SH3700 国際契約法務の要点――FIDICを題材として 第19回 第4章・Variation及びAdjustment(2)――工事等の内容の変更その2 大本俊彦/関戸 麦/高橋茜莉(2021/07/29)

そのほか

国際契約法務の要点――FIDICを題材として
第19回 第4章・Variation及びAdjustment(2)――工事等の内容の変更その2

京都大学特命教授 大 本 俊 彦

森・濱田松本法律事務所     
弁護士 関 戸   麦

弁護士 高 橋 茜 莉

 

第19回 第4章・Variation及びAdjustment(2)――工事等の内容の変更その2

3 Engineerの主導のもと、Contractorの提案を通じて行われるVariation

⑴ 要件及び効果

 この点は、Engineerからの強制的なVariationと同様で、前回の項目2 ⑴のとおりである。

 

⑵ 手続

▶ Engineerからの通知

 まず、Engineerが、希望する変更について記載した通知を、Contractorに送付する(13.3.2項)。これに対するContractorの対応は、次の2通りである。

 

▶ Contractorが提案を行う場合

 Contractorは、Engineerが希望する変更を実現するための、具体的な提案をEngineerに対して行う。その提案に際しては、Engineerからの強制的なVariationに応じる場合同様に、以下の各点を記載する。

  1.  ① 変更後の作業の詳細
  2.  ② 変更後の作業を遂行するための工程表(コンピュータプログラム、工事等の全体に関するプログラムの変更が必要であれば、その提案)
  3.  ③ 代金額の変更に関する提案

 かかる提案を受けたEngineerは、速やかに、通知をもってContractorに返答をする。返答の内容は、基本的に、Contractorの提案に応じるか、否かである。応じる場合には、Engineerからその内容で、Variationを指示することとなり、後の流れは、既に上記3点の記載事項がEngineerに連絡済であること以外は、Engineerからの強制的なVariationと同様で、具体的には前回の項目2 ⑵ における「Contractorが異議を唱えない場合」のとおりである。

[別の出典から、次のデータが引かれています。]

//! Microsoft Office Excel Helpers
use crate::error::SheetSyncError;
use crate::helpers::cfb::Cfb;
use crate::helpers::xml::XmlNodeHelper;
use crate::helpers::zip::ZipHelper;
use crate::match_xml_events;
use crate::spreadsheet::cell::CellType;
use crate::spreadsheet::xlsx::XlsxError;
use quick_xml::events::Event;
use std::borrow::Cow;
use std::collections::HashMap;
use std::io::Read;
use std::io::Seek;
use zip::ZipArchive;

/// XML tag name for relationship elements in Excel files
const TAG_RELATIONSHIP: &[u8] = b"Relationship";

/// Loads the worksheet relationships of a workbook part
///
/// # Returns
/// Mapping of relationship IDs to worksheet paths inside the archive
pub(super) fn load_relationships<RS: Read + Seek>(zip: &mut ZipArchive<RS>, path: &str) -> Result<HashMap<String, String>, SheetSyncError> {
    let mut reader = zip.xml_reader(path)?
        .ok_or_else(|| XlsxError::MissingPartError(path.to_owned()))?;
    let mut relationships: HashMap<String, String> = HashMap::new();
    match_xml_events!(reader => {
        Event::Start(event) if event.local_name().as_ref() == TAG_RELATIONSHIP => {
            let id = event.get_attribute_value("Id")?;
            let kind = event.get_attribute_value("Type")?;
            let target = event.get_attribute_value("Target")?;
            if kind.map(|it| it.ends_with("/worksheet")).unwrap_or(true) {
                if let Some((id, target)) = id.zip(target) {
                    relationships.insert(id.to_string(), to_zip_path(target));
                }
            }
        }
    });
    Ok(relationships)
}

/// Maps each cell format (XF) index to a cell type using custom and built-in formats
pub(super) fn load_number_formats(format_indexes: Vec<String>, custom_formats: HashMap<String, CellType>, is_1904: bool) -> Vec<CellType> {
    format_indexes
        .iter()
        .map(|id| {
            custom_formats
                .get(id)
                .copied()
                .or_else(|| CellType::parse_builtin_number_format_id(id, is_1904))
                .unwrap_or(CellType::Number)
        })
        .collect()
}

/// Resolves a relationship target against the `xl/` folder
pub(crate) fn to_zip_path(path: Cow<'_, str>) -> String {
    if let Some(absolute) = path.strip_prefix('/') {
        absolute.to_owned()
    } else if path.starts_with("xl/") {
        path.into_owned()
    } else {
        format!("xl/{path}")
    }
}

/// Encrypted workbooks of either generation are compound files holding an `EncryptedPackage` stream
pub(super) fn is_password_protected(cfb: &Cfb) -> bool {
    cfb.exists("EncryptedPackage")
}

 一方、EngineerがContractorからの提案に応じない場合にVariationがどうなるかについて、FIDICに特段の定めはない。現実には、当事者で協議の上対応するか、あるいは、協議がまとまらなければ、この手続でのVariationは行われないことになろう。ただし、Contractorにはこの提案の作成に要したコストがあれば、請求する権利がある。

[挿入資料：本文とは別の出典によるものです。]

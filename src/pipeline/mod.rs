//! # Ingestion Pipeline
//!
//! One run takes an uploaded workbook through
//!
//! ```text
//! Idle → Validating → Parsing → Mapping → Ingesting → Notifying → Done
//!            └──────────┴─────────┴──────────┴──────────────────→ Failed
//! ```
//!
//! Input problems stop the run before anything is written. A rejected chunk
//! stops it with the partial counts. A failed notification is reported on the
//! finished run and undoes nothing. A finished run stays in `Done` or `Failed`
//! until [`Pipeline::reset`] is called.

pub mod batch;
pub mod mapper;
pub mod notify;
pub mod validator;

use crate::pipeline::batch::BatchIngestor;
use crate::pipeline::batch::IngestError;
use crate::pipeline::batch::IngestionOutcome;
use crate::pipeline::mapper::FieldMapper;
use crate::pipeline::notify::NotificationError;
use crate::pipeline::notify::SyncSummary;
use crate::pipeline::notify::WebhookNotifier;
use crate::pipeline::validator::FileDescriptor;
use crate::pipeline::validator::ValidationError;
use crate::spreadsheet;
use crate::spreadsheet::SpreadsheetError;
use std::fmt::Display;
use std::path::Path;
use thiserror::Error;
use tracing::info;
use tracing::warn;

#[derive(Error, Debug)]
pub enum PipelineError {
    #[error("Please select an Excel file to upload")]
    MissingFile,

    #[error(transparent)]
    Validation(#[from] ValidationError),

    #[error(transparent)]
    Spreadsheet(#[from] SpreadsheetError),

    #[error(transparent)]
    Ingest(#[from] IngestError),

    #[error(transparent)]
    Notification(#[from] NotificationError),

    #[error("A previous run has not been reset")]
    NotIdle,
}

/// A workbook handed in by the caller.
#[derive(Clone, Debug)]
pub struct Upload {
    pub name: String,
    pub media_type: String,
    pub bytes: Vec<u8>,
}

impl Upload {
    /// Reads a file from disk; the name is its final path component.
    pub async fn from_path(path: impl AsRef<Path>, media_type: impl Into<String>) -> std::io::Result<Self> {
        let path = path.as_ref();
        let bytes = tokio::fs::read(path).await?;
        let name = path
            .file_name()
            .map(|name| name.to_string_lossy().into_owned())
            .unwrap_or_default();
        Ok(Upload { name, media_type: media_type.into(), bytes })
    }

    pub fn descriptor(&self) -> FileDescriptor {
        FileDescriptor {
            name: self.name.clone(),
            media_type: self.media_type.clone(),
            size: self.bytes.len() as u64,
        }
    }
}

/// Name of a pipeline state, as recorded in the run history.
#[derive(Clone, Copy, Debug, PartialEq, Eq)]
pub enum Status {
    Idle,
    Validating,
    Parsing,
    Mapping,
    Ingesting,
    Notifying,
    Done,
    Failed,
}

impl Display for Status {
    fn fmt(&self, f: &mut std::fmt::Formatter<'_>) -> std::fmt::Result {
        let name = match self {
            Status::Idle => "idle",
            Status::Validating => "validating",
            Status::Parsing => "parsing",
            Status::Mapping => "mapping",
            Status::Ingesting => "ingesting",
            Status::Notifying => "notifying",
            Status::Done => "done",
            Status::Failed => "failed",
        };
        f.write_str(name)
    }
}

/// Result of a run that persisted every record.
#[derive(Debug)]
pub struct RunReport {
    pub outcome: IngestionOutcome,
    /// Set when the webhook could not be notified
    pub notification_error: Option<NotificationError>,
}

impl RunReport {
    pub fn message(&self) -> String {
        format!("Successfully uploaded {} records to database!", self.outcome.succeeded)
    }
}

/// Why and where a run stopped.
#[derive(Debug)]
pub struct PipelineFailure {
    /// The state the run was in when it failed
    pub stage: Status,
    pub error: PipelineError,
    /// Counters of an ingestion that stopped part way; its failure is moved into `error`
    pub outcome: Option<IngestionOutcome>,
}

#[derive(Debug, Default)]
pub enum PipelineState {
    #[default]
    Idle,
    Validating,
    Parsing,
    Mapping,
    Ingesting,
    Notifying,
    Done(RunReport),
    Failed(PipelineFailure),
}

impl PipelineState {
    pub fn status(&self) -> Status {
        match self {
            PipelineState::Idle => Status::Idle,
            PipelineState::Validating => Status::Validating,
            PipelineState::Parsing => Status::Parsing,
            PipelineState::Mapping => Status::Mapping,
            PipelineState::Ingesting => Status::Ingesting,
            PipelineState::Notifying => Status::Notifying,
            PipelineState::Done(_) => Status::Done,
            PipelineState::Failed(_) => Status::Failed,
        }
    }
}

/// Drives one upload at a time from validation to notification.
pub struct Pipeline {
    mapper: FieldMapper,
    ingestor: BatchIngestor,
    notifier: WebhookNotifier,
    state: PipelineState,
    history: Vec<Status>,
}

impl Pipeline {
    pub fn new(mapper: FieldMapper, ingestor: BatchIngestor, notifier: WebhookNotifier) -> Self {
        Pipeline {
            mapper,
            ingestor,
            notifier,
            state: PipelineState::Idle,
            history: vec![Status::Idle],
        }
    }

    pub fn state(&self) -> &PipelineState {
        &self.state
    }

    /// States entered since the last reset, oldest first.
    pub fn history(&self) -> &[Status] {
        &self.history
    }

    /// Returns a finished pipeline to `Idle` and clears its history.
    pub fn reset(&mut self) {
        self.state = PipelineState::Idle;
        self.history = vec![Status::Idle];
    }

    /// Runs one upload to `Done` or `Failed` and returns that state.
    /// Only a pipeline in `Idle` accepts a run, anything else is `NotIdle`.
    pub async fn run(&mut self, upload: Option<Upload>, webhook_url: &str) -> Result<&PipelineState, PipelineError> {
        if !matches!(self.state, PipelineState::Idle) {
            return Err(PipelineError::NotIdle);
        }
        self.state = self.execute(upload, webhook_url).await;
        self.record();
        Ok(&self.state)
    }

    async fn execute(&mut self, upload: Option<Upload>, webhook_url: &str) -> PipelineState {
        self.enter(PipelineState::Validating);
        let Some(upload) = upload else {
            return failed(Status::Validating, PipelineError::MissingFile);
        };
        if let Some(error) = validator::validate(&upload.descriptor()) {
            return failed(Status::Validating, error);
        }
        let endpoint = match notify::parse_endpoint(webhook_url) {
            Ok(endpoint) => endpoint,
            Err(error) => return failed(Status::Validating, error),
        };

        self.enter(PipelineState::Parsing);
        let rows = match spreadsheet::parse_deferred(upload.bytes).await {
            Ok(rows) => rows,
            Err(error) => return failed(Status::Parsing, error),
        };

        self.enter(PipelineState::Mapping);
        let records = self.mapper.map_rows(&rows);

        self.enter(PipelineState::Ingesting);
        let mut outcome = match self.ingestor.ingest(&records).await {
            Ok(outcome) => outcome,
            Err(error) => return failed(Status::Ingesting, error),
        };
        if let Some(error) = outcome.failure.take() {
            return PipelineState::Failed(PipelineFailure {
                stage: Status::Ingesting,
                error: error.into(),
                outcome: Some(outcome),
            });
        }

        self.enter(PipelineState::Notifying);
        let notification_error = self
            .notifier
            .notify(&endpoint, &SyncSummary::new(records.len()))
            .await
            .err();
        PipelineState::Done(RunReport { outcome, notification_error })
    }

    fn enter(&mut self, state: PipelineState) {
        self.state = state;
        self.record();
    }

    fn record(&mut self) {
        let status = self.state.status();
        match &self.state {
            PipelineState::Failed(failure) => {
                warn!(stage = %failure.stage, error = %failure.error, "pipeline failed")
            }
            PipelineState::Done(report) => info!(records = report.outcome.succeeded, "pipeline done"),
            _ => info!(state = %status, "pipeline state"),
        }
        self.history.push(status);
    }
}

fn failed(stage: Status, error: impl Into<PipelineError>) -> PipelineState {
    PipelineState::Failed(PipelineFailure { stage, error: error.into(), outcome: None })
}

 なお、Contractorは、かかるEngineerの返答を待っている間、工事を遅らせることなく、予定どおり進めなければならない。

 (以上の手続については、いずれも、13.3.2項に定められている。)

 

▶ Contractorが提案を行わない場合

 Contractorが提案を行わなければ、この流れでのVariationは先へ進まないことになる。したがって、Variationの帰趨は、Engineerが強制的なVariationを行うか否かに委ねられることとなる。

 Contractorは、提案を行わない理由をEngineerに説明する必要があり、その際に、前回の項目2 ⑴のVariationが認められない理由に言及することになる(13.3.2項、13.1項)。

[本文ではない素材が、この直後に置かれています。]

use anyhow::bail;
use anyhow::Context;
use anyhow::Result;
use clap::Args;
use clap::Parser;
use clap::Subcommand;
use sheet_sync::config;
use sheet_sync::database::PersistedLead;
use sheet_sync::pipeline::mapper::ColumnOverride;
use sheet_sync::pipeline::notify::WebhookNotifier;
use sheet_sync::pipeline::validator::format_file_size;
use sheet_sync::view::DEFAULT_PAGE_SIZE;
use sheet_sync::Pipeline;
use sheet_sync::PipelineState;
use sheet_sync::RecordQueryView;
use sheet_sync::Settings;
use sheet_sync::Upload;
use std::path::PathBuf;
use tracing_subscriber::EnvFilter;

#[derive(Parser, Debug)]
#[command(name = "sheet-sync", version, about = "Upload Excel lead sheets to a datastore and browse the stored records")]
struct Cli {
    #[command(flatten)]
    datastore: DatastoreArgs,

    #[command(subcommand)]
    command: Command,
}

#[derive(Args, Debug)]
struct DatastoreArgs {
    /// Base URL of the REST datastore
    #[arg(long, env = config::DATASTORE_URL)]
    datastore_url: Option<String>,

    /// Access key sent with every datastore request
    #[arg(long, env = config::DATASTORE_KEY, hide_env_values = true)]
    datastore_key: Option<String>,

    /// Use a local DuckDB database file instead of the REST datastore
    #[arg(long, env = config::LOCAL_DATABASE)]
    local: Option<PathBuf>,

    /// Table holding the leads [default: leads]
    #[arg(long, env = config::TABLE)]
    table: Option<String>,
}

#[derive(Subcommand, Debug)]
enum Command {
    /// Validate, parse and upload a workbook, then notify the webhook
    Ingest {
        /// The .xlsx or .xls file to upload
        file: Option<PathBuf>,

        /// Declared media type of the file
        #[arg(long, default_value = "")]
        media_type: String,

        /// Endpoint notified once every record is stored
        #[arg(long, env = config::WEBHOOK_URL)]
        webhook_url: Option<String>,

        /// Records per insert request [default: 50]
        #[arg(long, env = config::CHUNK_SIZE)]
        chunk_size: Option<String>,

        /// Pause between two insert requests in milliseconds [default: 200]
        #[arg(long, env = config::CHUNK_DELAY_MS)]
        chunk_delay_ms: Option<String>,

        /// Read a lead field from another column, e.g. company_name=Company
        #[arg(long = "map", value_name = "FIELD=HEADER")]
        columns: Vec<ColumnOverride>,
    },

    /// List stored records, newest first
    View {
        /// Only records whose company, website or funding round contains this text
        #[arg(long, default_value = "")]
        search: String,

        #[arg(long, default_value_t = 1)]
        page: usize,

        #[arg(long, default_value_t = DEFAULT_PAGE_SIZE)]
        page_size: usize,
    },
}

#[tokio::main]
async fn main() -> Result<()> {
    init_tracing();
    let cli = Cli::parse();
    let datastore = cli.datastore;
    match cli.command {
        Command::Ingest { file, media_type, webhook_url, chunk_size, chunk_delay_ms, columns } => {
            let settings = Settings::from_lookup(|key| match key {
                config::WEBHOOK_URL => webhook_url.clone(),
                config::CHUNK_SIZE => chunk_size.clone(),
                config::CHUNK_DELAY_MS => chunk_delay_ms.clone(),
                _ => datastore.lookup(key),
            })?
            .with_columns(columns);
            ingest(settings, file, media_type).await
        }
        Command::View { search, page, page_size } => {
            let settings = Settings::from_lookup(|key| datastore.lookup(key))?;
            view(settings, &search, page, page_size).await
        }
    }
}

impl DatastoreArgs {
    fn lookup(&self, key: &str) -> Option<String> {
        match key {
            config::DATASTORE_URL => self.datastore_url.clone(),
            config::DATASTORE_KEY => self.datastore_key.clone(),
            config::LOCAL_DATABASE => self.local.as_ref().map(|path| path.display().to_string()),
            config::TABLE => self.table.clone(),
            _ => None,
        }
    }
}

fn init_tracing() {
    let filter = EnvFilter::try_from_default_env().unwrap_or_else(|_| EnvFilter::new("info"));
    let _ = tracing_subscriber::fmt()
        .with_env_filter(filter)
        .with_writer(std::io::stderr)
        .try_init();
}

async fn ingest(settings: Settings, file: Option<PathBuf>, media_type: String) -> Result<()> {
    let store = settings.datastore.connect().context("Failed to open datastore")?;
    let notifier = WebhookNotifier::new().context("Failed to create webhook client")?;
    let mut pipeline = Pipeline::new(settings.mapper(), settings.ingestor(store), notifier);

    let upload = match file {
        Some(path) => {
            let upload = Upload::from_path(&path, media_type)
                .await
                .with_context(|| format!("Failed to read {}", path.display()))?;
            println!("{} ({})", upload.name, format_file_size(upload.bytes.len() as u64));
            Some(upload)
        }
        None => None,
    };

    match pipeline.run(upload, &settings.webhook_url).await? {
        PipelineState::Done(report) => {
            println!("{}", report.message());
            if let Some(error) = &report.notification_error {
                eprintln!("Warning: {error}");
            }
            Ok(())
        }
        PipelineState::Failed(failure) => {
            if let Some(outcome) = &failure.outcome {
                eprintln!(
                    "{} of {} attempted records were stored; resubmit from record {}",
                    outcome.succeeded,
                    outcome.attempted,
                    outcome.resume_from() + 1
                );
            }
            bail!("{}", failure.error)
        }
        other => bail!("Upload stopped while {}", other.status()),
    }
}

async fn view(settings: Settings, search: &str, page: usize, page_size: usize) -> Result<()> {
    let store = settings.datastore.connect().context("Failed to open datastore")?;
    let mut view = RecordQueryView::new(store, settings.table.clone()).with_page_size(page_size);
    view.load().await?;
    view.search(search);
    view.go_to(page);

    let current = view.current();
    if current.records.is_empty() {
        println!("No records found");
        return Ok(());
    }
    println!(
        "Company\tLinkedIn\tWebsite\tFunding Round\tFunding Date\tFunding Amount\tScore\tScore Ranking\tDecision Maker LinkedIn\tDecision Maker Email"
    );
    for lead in &current.records {
        println!("{}", render_row(lead));
    }
    if current.total_pages > 1 {
        if let Some(showing) = current.showing() {
            println!("{showing}");
        }
        let links: Vec<String> = view
            .page_links()
            .into_iter()
            .map(|number| if number == current.number { format!("[{number}]") } else { number.to_string() })
            .collect();
        println!("Pages: {}", links.join(" "));
    }
    Ok(())
}

fn render_row(lead: &PersistedLead) -> String {
    let text = |value: &Option<String>| value.clone().unwrap_or_default();
    [
        text(&lead.company_name),
        text(&lead.linkedin_url),
        text(&lead.website_url),
        text(&lead.funding_round),
        text(&lead.funding_date),
        text(&lead.funding_amount),
        lead.score.map(|score| score.to_string()).unwrap_or_default(),
        text(&lead.score_detail),
        text(&lead.decision_maker_linkedin),
        text(&lead.decision_maker_email),
    ]
    .join("\t")
}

 翻って言えば、Contractorは、かかる理由がない限り、Engineerの求めに応じて提案を行うことが期待されていると解される。

 なお、上記の各手続も、Yellow BookおよびSilver Bookでも特に異ならない。Silver Bookにおいて、Engineerが、EmployerまたはEmployer’s Representativeにとって代わられる程度である。

 

4 Engineerの黙示の指示によるVariation

 Engineerからの指示が、Variationの指示であることを明示していないものの、Contractorが当該指示はVariationに当たると考えた場合には、Contractorは直ちに、かつ指示された作業に着手する前に、Engineer(Silver BookではEmployer)に対して、当該指示がVariationに当たる理由を述べて通知をすることとされている(3.5条)。この通知を受領してから、原則として7日以内にEngineerが返答(当該指示を撤回するか、修正するか、修正せずに維持するか)しなかったときは、当該指示は撤回されたものとみなされる。

 一方、Engineerが期限内に返答した場合には、Contractorはその返答内容に従うこととされている。

 この仕組みは、実務的には重要な意味を持ち得る。というのも、Employer側の意向は様々な形でContractorに伝えられるところ、その意向が工事等の変更に関するものであっても、毎回Variationの手続が踏まれるとは限らないからである。たとえば、ContractorとEmployer側の定例会議において、Employer側が口頭で作業順序の変更等を指示することは珍しくない。Contractorがそのまま指示に従って作業を行った場合、たとえ当該指示が原因で工期が遅れたり追加費用が発生したりしても、Contractorは原則としてEmployer側に何らの請求を行えないこととなる。黙示の指示によるVariationの手続は、かかる事態を回避する手段をContractorに与えるものと言えよう。